## [REQUIRED ACTION]
Go through the records and filter out every line lacking the word "ProgressStyle"; copy the lines that remain.

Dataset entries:
[Start of Attachment]
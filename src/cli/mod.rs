//! CLI definition and entry point

mod summary;

use anyhow::{Context, Result};
use clap::Parser;
use console::Term;
use indicatif::{ProgressBar, ProgressStyle};
use std::path::PathBuf;
use std::sync::Arc;
use tracing::{info, warn};

use crate::config::{AnalysisConfig, ConfigOverrides, DiffMode};
use crate::events::read_events_file;
use crate::pipeline::Pipeline;
use crate::repository::{SvnCommandLine, SvnCredentials};

/// Parse and validate thread count (1-256)
fn parse_threads(s: &str) -> Result<usize, String> {
    let n: usize = s
        .parse()
        .map_err(|_| format!("'{}' is not a valid number", s))?;
    if n == 0 {
        Err("threads must be at least 1".to_string())
    } else if n > 256 {
        Err("threads cannot exceed 256".to_string())
    } else {
        Ok(n)
    }
}

/// loctrail - lines-of-code timelines from Subversion history
#[derive(Parser, Debug)]
#[command(name = "loctrail")]
#[command(
    version,
    about = "Reconstruct per-file lines-of-code timelines from a Subversion log",
    after_help = "\
Examples:
  loctrail --log log.jsonl                     Analyze the working copy in the current directory
  loctrail ~/src/app --log log.jsonl -f json   JSON output for scripting
  loctrail . --log log.jsonl --per-file-diff   One diff per file revision (svn < 1.4)
  loctrail . --log log.jsonl --tags 'v\\d+.*'   Only tags whose name matches"
)]
pub struct Cli {
    /// Path to the working copy (default: current directory)
    #[arg(default_value = ".")]
    pub path: PathBuf,

    /// Log events, one JSON object per line
    #[arg(long, short = 'l')]
    pub log: PathBuf,

    /// Output format: text, json
    #[arg(long, short = 'f', default_value = "text", value_parser = ["text", "json"])]
    pub format: String,

    /// Write the output here instead of stdout
    #[arg(long, short = 'o')]
    pub output: Option<PathBuf>,

    /// Cache directory (default: ~/.loctrail)
    #[arg(long)]
    pub cache_dir: Option<PathBuf>,

    /// Worker threads once diffs turn slow (1-256)
    #[arg(long, value_parser = parse_threads)]
    pub threads: Option<usize>,

    /// A diff slower than this many milliseconds starts the worker pool
    #[arg(long)]
    pub threshold_ms: Option<u64>,

    /// Request one diff per file revision instead of one per revision
    #[arg(long)]
    pub per_file_diff: bool,

    /// Only files matching this comma-separated glob list
    #[arg(long)]
    pub include: Option<String>,

    /// Skip files matching this comma-separated glob list
    #[arg(long)]
    pub exclude: Option<String>,

    /// Only tags whose name matches this regex
    #[arg(long)]
    pub tags: Option<String>,

    /// Path segment that marks a copy as a tag
    #[arg(long)]
    pub tags_dir: Option<String>,

    /// Subversion username
    #[arg(long, env = "LOCTRAIL_SVN_USERNAME")]
    pub username: Option<String>,

    /// Subversion password
    #[arg(long, env = "LOCTRAIL_SVN_PASSWORD", hide_env_values = true)]
    pub password: Option<String>,

    /// Log level (error, warn, info, debug, trace)
    #[arg(long, default_value = "warn", value_parser = ["error", "warn", "info", "debug", "trace"])]
    pub log_level: String,

    /// No progress bar
    #[arg(long, short = 'q')]
    pub quiet: bool,
}

impl Cli {
    /// Flags that take priority over `loctrail.toml`.
    fn overrides(&self) -> ConfigOverrides {
        ConfigOverrides {
            threads: self.threads,
            concurrency_threshold_ms: self.threshold_ms,
            cache_dir: self.cache_dir.clone(),
            diff_mode: self.per_file_diff.then_some(DiffMode::PerFile),
            include: self.include.clone(),
            exclude: self.exclude.clone(),
            tags_pattern: self.tags.clone(),
            tags_directory: self.tags_dir.clone(),
            svn_username: self.username.clone(),
            svn_password: self.password.clone(),
            ..Default::default()
        }
    }
}

fn create_bar_style() -> ProgressStyle {
    ProgressStyle::default_bar()
        .template("{spinner:.green} [{bar:40.cyan/blue}] {pos}/{len} diffs {msg}")
        .expect("valid template")
        .progress_chars("█▓▒░  ")
}

/// Run the CLI
pub fn run(cli: Cli) -> Result<()> {
    let path = cli
        .path
        .canonicalize()
        .with_context(|| format!("Working copy not found: {}", cli.path.display()))?;

    let mut config = AnalysisConfig::load(&path);
    config.merge(cli.overrides());
    config.validate().context("Invalid configuration")?;

    let credentials = SvnCredentials {
        username: config.svn_username.clone(),
        password: config.svn_password.clone(),
    };
    let svn = SvnCommandLine::open(&path, credentials)
        .with_context(|| format!("Failed to open working copy {}", path.display()))?;
    info!("svn {} at {}", svn.version(), svn.root_url());

    if config.diff_mode == DiffMode::PerRevision && !svn.supports_per_revision_diff() {
        warn!(
            "svn {} cannot diff whole revisions, falling back to per-file diffs",
            svn.version()
        );
        config.diff_mode = DiffMode::PerFile;
    }

    let events = read_events_file(&cli.log)
        .with_context(|| format!("Failed to read log {}", cli.log.display()))?;
    info!("Read {} log events", events.len());

    let progress = if cli.quiet || !Term::stderr().is_term() {
        ProgressBar::hidden()
    } else {
        let bar = ProgressBar::new(0);
        bar.set_style(create_bar_style());
        bar
    };

    let summary = Pipeline::new(Arc::new(svn), config)
        .with_progress(progress)
        .run(&events)?;

    let rendered = match cli.format.as_str() {
        "json" => serde_json::to_string_pretty(&summary)?,
        _ => summary::render_text(&summary),
    };

    match &cli.output {
        Some(file) => {
            std::fs::write(file, rendered)
                .with_context(|| format!("Failed to write {}", file.display()))?;
            if !cli.quiet {
                eprintln!("Report written to {}", file.display());
            }
        }
        None => println!("{}", rendered),
    }
    Ok(())
}

#[cfg(test)]
mod tests {
    use super::*;

    #[test]
    fn test_parse_threads() {
        assert_eq!(parse_threads("4"), Ok(4));
        assert!(parse_threads("0").is_err());
        assert!(parse_threads("257").is_err());
        assert!(parse_threads("many").is_err());
    }

    #[test]
    fn test_defaults() {
        let cli = Cli::try_parse_from(["loctrail", "--log", "log.jsonl"]).unwrap();
        assert_eq!(cli.path, PathBuf::from("."));
        assert_eq!(cli.format, "text");
        assert!(!cli.per_file_diff);

        let overrides = cli.overrides();
        assert_eq!(overrides.threads, None);
        assert_eq!(overrides.diff_mode, None);
    }

    #[test]
    fn test_log_is_required() {
        assert!(Cli::try_parse_from(["loctrail", "."]).is_err());
    }

    #[test]
    fn test_flags_become_overrides() {
        let cli = Cli::try_parse_from([
            "loctrail",
            "/wc",
            "--log",
            "log.jsonl",
            "--threads",
            "8",
            "--threshold-ms",
            "500",
            "--per-file-diff",
            "--exclude",
            "**/*.min.js",
            "--tags-dir",
            "/releases/",
            "-f",
            "json",
        ])
        .unwrap();
        assert_eq!(cli.format, "json");

        let mut config = AnalysisConfig::default();
        config.merge(cli.overrides());
        assert_eq!(config.threads, 8);
        assert_eq!(config.concurrency_threshold_ms, 500);
        assert_eq!(config.diff_mode, DiffMode::PerFile);
        assert_eq!(config.tags_directory, "/releases/");
        assert_eq!(config.exclude.as_deref(), Some("**/*.min.js"));
    }

    #[test]
    fn test_rejects_unknown_format() {
        assert!(Cli::try_parse_from(["loctrail", "--log", "l", "-f", "sarif"]).is_err());
    }
}
impl DiffFetcher {
    pub fn new(provider: Arc<dyn DiffProvider>, config: FetchConfig) -> Self {
        Self {
            provider,
            config,
            progress: ProgressBar::hidden(),
        }
    }

    pub fn with_progress(mut self, progress: ProgressBar) -> Self {
        self.progress = progress;
        self
    }

    pub fn config(&self) -> &FetchConfig {
        &self.config
    }

    /// Plans and executes every missing diff, filling in `histories` and
    /// the cache.
    pub fn run(
        &self,
        histories: &mut Histories,
        cache: &Arc<Mutex<LineDiffCache>>,
        filter: &PathFilter,
    ) -> FetchReport {
        let tasks = plan(histories, &lock(cache), filter, self.config.mode);
        let mut report = FetchReport {
            tasks_planned: tasks.len(),
            ..Default::default()
        };
        info!(
            "{} {} diffs to fetch",
            tasks.len(),
            match self.config.mode {
                DiffMode::PerFile => "per-file",
                DiffMode::PerRevision => "per-revision",
            }
        );
        if tasks.is_empty() {
            return report;
        }

        self.progress.set_length(tasks.len() as u64);
        let shared = Shared {
            provider: Arc::clone(&self.provider),
            cache: Arc::clone(cache),
            histories: Arc::new(Mutex::new(std::mem::take(histories))),
        };

        let mut clock = FlushClock::new(tasks.len(), self.config.threads);
        let mut pool: Option<WorkerPool> = None;

        for task in tasks {
            if let Some(active) = &pool {
                self.submit(active, task, &mut report, &mut clock, &shared);
                continue;
            }

            let outcome = shared.execute(&task);
            report.sequential_runs += 1;
            report.absorb(&outcome);
            clock.record(outcome.elapsed);
            self.progress.inc(1);
            clock.maybe_flush(&shared.cache);

            if outcome.elapsed > self.config.threshold && self.config.threads > 1 {
                info!(
                    "Diff took {:?} (threshold {:?}), switching to {} workers",
                    outcome.elapsed, self.config.threshold, self.config.threads
                );
                let started = WorkerPool::start(self.config.threads, &shared);
                if started.is_empty() {
                    warn!("No diff workers available, continuing sequentially");
                } else {
                    report.pool_activated = true;
                    pool = Some(started);
                }
            }
        }

        if let Some(pool) = pool {
            self.drain(pool, &mut report, &mut clock, &shared);
        }

        *histories = std::mem::take(&mut *lock(&shared.histories));
        lock(&shared.cache).flush();
        self.progress.finish_and_clear();

        info!(
            "Diffs done: {} resolved, {} binary, {} failed ({} sequential, {} pooled)",
            report.resolved,
            report.binary,
            report.failed,
            report.sequential_runs,
            report.pooled_runs
        );
        report
    }

    /// Queues `task` for the workers, absorbing finished results while the
    /// queue is full so progress and periodic flushes keep running.
    fn submit(
        &self,
        pool: &WorkerPool,
        task: DiffTask,
        report: &mut FetchReport,
        clock: &mut FlushClock,
        shared: &Shared,
    ) {
        let mut task = task;
        loop {
            loop {
                match pool.results.try_recv() {
                    Ok(outcome) => self.absorb_pooled(&outcome, report, clock, shared),
                    Err(TryRecvError::Empty) | Err(TryRecvError::Disconnected) => break,
                }
            }

            match pool.jobs.try_send(task) {
                Ok(()) => return,
                Err(TrySendError::Full(back)) => {
                    task = back;
                    match pool.results.recv_timeout(SUBMIT_POLL) {
                        Ok(outcome) => self.absorb_pooled(&outcome, report, clock, shared),
                        Err(RecvTimeoutError::Timeout) => {}
                        Err(RecvTimeoutError::Disconnected) => {
                            warn!("Diff workers exited early, dropping {}", task);
                            report.failed += 1;
                            return;
                        }
                    }
                }
                Err(TrySendError::Disconnected(task)) => {
                    warn!("Diff pool closed early, dropping {}", task);
                    report.failed += 1;
                    return;
                }
            }
        }
    }

    fn absorb_pooled(
        &self,
        outcome: &TaskOutcome,
        report: &mut FetchReport,
        clock: &mut FlushClock,
        shared: &Shared,
    ) {
        report.pooled_runs += 1;
        report.absorb(outcome);
        clock.record(outcome.elapsed);
        self.progress.inc(1);
        clock.maybe_flush(&shared.cache);
    }

    /// Closes the job queue and waits for the workers' results.
    fn drain(
        &self,
        pool: WorkerPool,
        report: &mut FetchReport,
        clock: &mut FlushClock,
        shared: &Shared,
    ) {
        let WorkerPool {
            jobs,
            results,
            workers,
        } = pool;
        drop(jobs);

        let deadline = Instant::now() + self.config.pool_timeout;
        loop {
            match results.recv_deadline(deadline) {
                Ok(outcome) => self.absorb_pooled(&outcome, report, clock, shared),
                Err(RecvTimeoutError::Disconnected) => break,
                Err(RecvTimeoutError::Timeout) => {
                    warn!(
                        "Diff workers did not finish within {:?}; continuing with {} of {} diffs",
                        self.config.pool_timeout,
                        report.sequential_runs + report.pooled_runs,
                        report.tasks_planned
                    );
                    warn!("Diffs finishing after the timeout are only written to the cache");
                    report.timed_out = true;
                    return;
                }
            }
        }

        for worker in workers {
            let name = worker.thread().name().unwrap_or("diff-worker").to_string();
            if worker.join().is_err() {
                warn!("{} panicked; its diff is lost", name);
                report.failed += 1;
            }
        }
    }
}

/// Tracks call latency for periodic cache flushes and the completion estimate.
struct FlushClock {
    total: usize,
    threads: usize,
    done: usize,
    busy: Duration,
}

impl FlushClock {
    fn new(total: usize, threads: usize) -> Self {
        Self {
            total,
            threads: threads.max(1),
            done: 0,
            busy: Duration::ZERO,
        }
    }

    fn record(&mut self, elapsed: Duration) {
        self.done += 1;
        self.busy += elapsed;
    }

    /// Estimated time left: average call time × remaining calls / workers.
    fn remaining(&self) -> Duration {
        if self.done == 0 {
            return Duration::ZERO;
        }
        let average = self.busy / u32::try_from(self.done).unwrap_or(u32::MAX);
        let remaining = u32::try_from(self.total.saturating_sub(self.done)).unwrap_or(u32::MAX);
        average.checked_mul(remaining).unwrap_or(Duration::MAX)
            / u32::try_from(self.threads).unwrap_or(u32::MAX)
    }

    fn maybe_flush(&self, cache: &Mutex<LineDiffCache>) {
        if !lock(cache).maybe_flush() {
            return;
        }
        let remaining = self.remaining();
        let now = chrono::Local::now();
        let eta = chrono::Duration::from_std(remaining)
            .ok()
            .and_then(|d| now.checked_add_signed(d))
            .unwrap_or(now);
        info!(
            "Saved line diff cache: {}/{} diffs done, estimated completion at {}",
            self.done,
            self.total,
            eta.format("%Y-%m-%d %H:%M:%S")
        );
    }
}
[End of Attachment]
## [COMPLETED EXERCISE]
use indicatif::{ProgressBar, ProgressStyle};
fn create_bar_style() -> ProgressStyle {
    ProgressStyle::default_bar()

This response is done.